We are living in an economy distorted and mangled by a massive failure of private banking to deliver in that regard. The enormous levels of over investment in existing residential housing stock did not just happen by accident. It was nothing more than private banks doing what they always do when their use of the ‘privilege’ is not watched closely.
They spray bank credit at speculators taking a bet on asset prices. A situation made much worse by Howard’s decision to give asset price speculators a discount on the capital gains tax they paid on their winning.
APRA is a failure and will remain a failure because it is not designed to regulate credit creation. APRA is only concerned with banks going bust not whether they are lending for productive purposes. Trying to retrofit it with something as inherently political as Macroprudential (regulating what banks can lend for and how much) is doomed and actually succeeding is the worst result as inherently political powers directing the allocation of private bank credit should not be invested in an ‘independent’ body.

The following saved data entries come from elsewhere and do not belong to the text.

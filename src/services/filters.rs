//! Route filter and sort engine
//!
//! Pure derivation: given the full catalog, a filter configuration, and a
//! sort option, produce the displayed list. Nothing here touches storage.

use serde::{Deserialize, Serialize};

use crate::models::{Difficulty, Facility, Highlight, Route, RouteFeature, TechnicalGrade};

pub const DISTANCE_RANGE_DEFAULT: (f64, f64) = (0.0, 100.0);
pub const DURATION_RANGE_DEFAULT: (f64, f64) = (0.0, 24.0);

/// Filter configuration. Empty selections place no constraint; within a tag
/// category any one match is enough.
#[derive(Debug, Clone, PartialEq, Serialize, Deserialize)]
pub struct RouteFilters {
    pub difficulties: Vec<Difficulty>,
    pub technical_grades: Vec<TechnicalGrade>,
    pub distance_min: f64,
    pub distance_max: f64,
    pub duration_min: f64,
    pub duration_max: f64,
    pub highlights: Vec<Highlight>,
    pub features: Vec<RouteFeature>,
    pub facilities: Vec<Facility>,
}

impl Default for RouteFilters {
    fn default() -> Self {
        Self {
            difficulties: Vec::new(),
            technical_grades: Vec::new(),
            distance_min: DISTANCE_RANGE_DEFAULT.0,
            distance_max: DISTANCE_RANGE_DEFAULT.1,
            duration_min: DURATION_RANGE_DEFAULT.0,
            duration_max: DURATION_RANGE_DEFAULT.1,
            highlights: Vec::new(),
            features: Vec::new(),
            facilities: Vec::new(),
        }
    }
}

impl RouteFilters {
    /// Whether a single route passes every active constraint
    pub fn matches(&self, route: &Route) -> bool {
        if !self.difficulties.is_empty() && !self.difficulties.contains(&route.difficulty) {
            return false;
        }
        if !self.technical_grades.is_empty()
            && !self.technical_grades.contains(&route.technical_grade)
        {
            return false;
        }
        if route.distance_km < self.distance_min || route.distance_km > self.distance_max {
            return false;
        }
        if route.duration_hours < self.duration_min || route.duration_hours > self.duration_max {
            return false;
        }
        if !self.highlights.is_empty()
            && !route.highlights.iter().any(|h| self.highlights.contains(h))
        {
            return false;
        }
        if !self.features.is_empty() && !route.features.iter().any(|f| self.features.contains(f)) {
            return false;
        }
        if !self.facilities.is_empty()
            && !route.facilities.iter().any(|f| self.facilities.contains(f))
        {
            return false;
        }
        true
    }

    /// Count of non-default selections, shown as a badge next to the filter
    /// controls. Has no effect on matching.
    pub fn active_filter_count(&self) -> usize {
        let mut count = self.difficulties.len()
            + self.technical_grades.len()
            + self.highlights.len()
            + self.features.len()
            + self.facilities.len();
        if (self.distance_min, self.distance_max) != DISTANCE_RANGE_DEFAULT {
            count += 1;
        }
        if (self.duration_min, self.duration_max) != DURATION_RANGE_DEFAULT {
            count += 1;
        }
        count
    }

    /// Back to the defaults. The sort option lives outside the filter
    /// configuration and is untouched by a reset.
    pub fn reset(&mut self) {
        *self = Self::default();
    }
}

/// Sort applied after filtering. All sorts are stable: ties keep their
/// relative catalog order.
#[derive(Debug, Clone, Copy, PartialEq, Eq, Default, Serialize, Deserialize)]
#[serde(rename_all = "kebab-case")]
pub enum SortOption {
    /// By review count, descending
    #[default]
    Popular,
    /// By rating, descending
    Rating,
    DistanceAsc,
    DistanceDesc,
    /// By duration, ascending
    DurationAsc,
    /// By elevation gain, descending
    Elevation,
}

/// Routes passing the filter, in catalog order
pub fn filter_routes(routes: &[Route], filters: &RouteFilters) -> Vec<Route> {
    routes
        .iter()
        .filter(|route| filters.matches(route))
        .cloned()
        .collect()
}

/// Reorder in place. `sort_by` is stable, which the tie-order guarantee
/// relies on.
pub fn sort_routes(routes: &mut [Route], sort: SortOption) {
    match sort {
        SortOption::Popular => {
            routes.sort_by(|a, b| b.review_count.cmp(&a.review_count));
        }
        SortOption::Rating => {
            routes.sort_by(|a, b| (b.rating as f64).total_cmp(&(a.rating as f64)));
        }
        SortOption::DistanceAsc => {
            routes.sort_by(|a, b| a.distance_km.total_cmp(&b.distance_km));
        }
        SortOption::DistanceDesc => {
            routes.sort_by(|a, b| b.distance_km.total_cmp(&a.distance_km));
        }
        SortOption::DurationAsc => {
            routes.sort_by(|a, b| a.duration_hours.total_cmp(&b.duration_hours));
        }
        SortOption::Elevation => {
            routes.sort_by(|a, b| b.elevation_gain_m.cmp(&a.elevation_gain_m));
        }
    }
}

/// Filter then sort, the whole derivation in one call
pub fn derive_route_list(routes: &[Route], filters: &RouteFilters, sort: SortOption) -> Vec<Route> {
    let mut result = filter_routes(routes, filters);
    sort_routes(&mut result, sort);
    result
}

#[cfg(test)]
mod tests {
    use super::*;
    use uuid::Uuid;

    fn route(
        name: &str,
        distance_km: f64,
        duration_hours: f64,
        elevation_gain_m: i32,
        difficulty: Difficulty,
        rating: f32,
        review_count: i32,
    ) -> Route {
        Route {
            id: Uuid::new_v4(),
            name: name.to_string(),
            description: String::new(),
            distance_km,
            duration_hours,
            elevation_gain_m,
            difficulty,
            technical_grade: TechnicalGrade::T2,
            highlights: Vec::new(),
            features: Vec::new(),
            facilities: Vec::new(),
            rating,
            review_count,
            region: "Alps".to_string(),
        }
    }

    #[test]
    fn test_difficulty_selection_filters_out_non_matching() {
        let a = route("A", 3.0, 2.0, 100, Difficulty::Beginner, 4.0, 10);
        let b = route("B", 15.0, 6.0, 900, Difficulty::Advanced, 4.5, 30);
        let filters = RouteFilters {
            difficulties: vec![Difficulty::Beginner],
            ..Default::default()
        };

        let filtered = filter_routes(&[a.clone(), b], &filters);
        assert_eq!(filtered.len(), 1);
        assert_eq!(filtered[0].name, "A");
    }

    #[test]
    fn test_default_filters_pass_everything_and_count_zero() {
        let routes = vec![
            route("A", 3.0, 2.0, 100, Difficulty::Beginner, 4.0, 10),
            route("B", 15.0, 6.0, 900, Difficulty::Advanced, 4.5, 30),
            route("C", 8.0, 4.0, 400, Difficulty::Intermediate, 3.9, 20),
        ];
        let filters = RouteFilters::default();
        assert_eq!(filters.active_filter_count(), 0);

        let derived = derive_route_list(&routes, &filters, SortOption::Popular);
        let names: Vec<&str> = derived.iter().map(|r| r.name.as_str()).collect();
        assert_eq!(names, vec!["B", "C", "A"]);
    }

    #[test]
    fn test_range_bounds_are_inclusive() {
        let a = route("A", 10.0, 4.0, 100, Difficulty::Beginner, 4.0, 10);
        let filters = RouteFilters {
            distance_min: 10.0,
            distance_max: 10.0,
            ..Default::default()
        };
        assert!(filters.matches(&a));
    }

    #[test]
    fn test_tag_category_uses_or_semantics() {
        let mut a = route("A", 3.0, 2.0, 100, Difficulty::Beginner, 4.0, 10);
        a.highlights = vec![Highlight::Waterfall];
        let filters = RouteFilters {
            highlights: vec![Highlight::Waterfall, Highlight::Viewpoint],
            ..Default::default()
        };
        assert!(filters.matches(&a));

        let b = route("B", 3.0, 2.0, 100, Difficulty::Beginner, 4.0, 10);
        assert!(!filters.matches(&b));
    }

    #[test]
    fn test_active_filter_count_includes_ranges() {
        let filters = RouteFilters {
            difficulties: vec![Difficulty::Beginner, Difficulty::Intermediate],
            distance_max: 20.0,
            ..Default::default()
        };
        // two difficulty selections plus the narrowed distance range
        assert_eq!(filters.active_filter_count(), 3);
    }

    #[test]
    fn test_reset_restores_defaults() {
        let mut filters = RouteFilters {
            difficulties: vec![Difficulty::Expert],
            duration_min: 2.0,
            ..Default::default()
        };
        filters.reset();
        assert_eq!(filters, RouteFilters::default());
    }

    #[test]
    fn test_sort_stability_on_ties() {
        let a = route("A", 5.0, 3.0, 200, Difficulty::Beginner, 4.0, 25);
        let b = route("B", 7.0, 3.5, 300, Difficulty::Beginner, 4.2, 25);
        let c = route("C", 2.0, 1.0, 50, Difficulty::Beginner, 3.8, 40);

        let mut routes = vec![a, b, c];
        sort_routes(&mut routes, SortOption::Popular);
        let names: Vec<&str> = routes.iter().map(|r| r.name.as_str()).collect();
        // C wins outright; A and B tie and keep their input order
        assert_eq!(names, vec!["C", "A", "B"]);
    }

    #[test]
    fn test_filtering_is_idempotent() {
        let routes = vec![
            route("A", 3.0, 2.0, 100, Difficulty::Beginner, 4.0, 10),
            route("B", 15.0, 6.0, 900, Difficulty::Advanced, 4.5, 30),
        ];
        let filters = RouteFilters {
            distance_max: 10.0,
            ..Default::default()
        };

        let once = filter_routes(&routes, &filters);
        let twice = filter_routes(&once, &filters);
        assert_eq!(once, twice);
    }

    #[test]
    fn test_duration_ascending_sort() {
        let mut routes = vec![
            route("A", 3.0, 5.0, 100, Difficulty::Beginner, 4.0, 10),
            route("B", 15.0, 2.0, 900, Difficulty::Advanced, 4.5, 30),
            route("C", 8.0, 3.5, 400, Difficulty::Intermediate, 3.9, 20),
        ];
        sort_routes(&mut routes, SortOption::DurationAsc);
        let names: Vec<&str> = routes.iter().map(|r| r.name.as_str()).collect();
        assert_eq!(names, vec!["B", "C", "A"]);
    }
}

Fixing APRA means rolling it back into government so that any direction of credit creation by private banks (to increase its productive application) is controlled by the government directly. Of course if banks want complete freedom to make loans to whoever they want and for what purpose, they just need to surrender the “credit creation as public money” privilege as it is that privilege which generates the need for very close and careful regulation.
The ‘independent’ RBA is also a problem because it’s independence is premised on the idea that government runs a balanced budget over the cycle (i.e. Creating public money is a temporary thing) and the economy otherwise runs on private bank created and interest bearing credit.
That this model rapidly devolved into crime, unethical behaviour, greed, unproductive asset price speculation and economic stagnation kept alive with an immigration Ponzi scheme and massive real and financial asset sales off shore is no surprise.
It was inevitable.
We must stop fluffing around and arguing about band-aids and splashes of Dettol and commence preparations for major surgery.
A Royal Commission is essential and we should accept no substitutes.